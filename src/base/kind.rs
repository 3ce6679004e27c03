//! Filename classification by suffix.

/// What a discovered filename is, judged purely by its suffix.
///
/// `Vo`, `Vio` and `Vos` are the three compiled-object variants a build can
/// leave next to (or instead of) a source file.
#[derive(Copy, Clone, Debug, PartialEq, Eq, Hash)]
pub enum FileKind {
    /// A `.v` source file.
    Source,
    /// A fully compiled `.vo` object.
    Vo,
    /// A quick-compiled `.vio` object.
    Vio,
    /// A statement-interface `.vos` object.
    Vos,
    /// Any other extension.
    Other,
}

impl FileKind {
    /// Classify a filename and return the stem its logical name is built
    /// from. For [`FileKind::Other`] the stem is the full filename.
    pub fn classify(filename: &str) -> (FileKind, &str) {
        if let Some(stem) = filename.strip_suffix(".v") {
            (FileKind::Source, stem)
        } else if let Some(stem) = filename.strip_suffix(".vo") {
            (FileKind::Vo, stem)
        } else if let Some(stem) = filename.strip_suffix(".vio") {
            (FileKind::Vio, stem)
        } else if let Some(stem) = filename.strip_suffix(".vos") {
            (FileKind::Vos, stem)
        } else {
            (FileKind::Other, filename)
        }
    }

    /// True for the compiled-object variants.
    pub fn is_object(self) -> bool {
        matches!(self, FileKind::Vo | FileKind::Vio | FileKind::Vos)
    }

    /// The suffix this kind strips, if any.
    pub fn extension(self) -> Option<&'static str> {
        match self {
            FileKind::Source => Some(".v"),
            FileKind::Vo => Some(".vo"),
            FileKind::Vio => Some(".vio"),
            FileKind::Vos => Some(".vos"),
            FileKind::Other => None,
        }
    }
}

# Exercise description:
Report how many lines in the listing above include the word "self". Give nothing but the number.

# Response:
4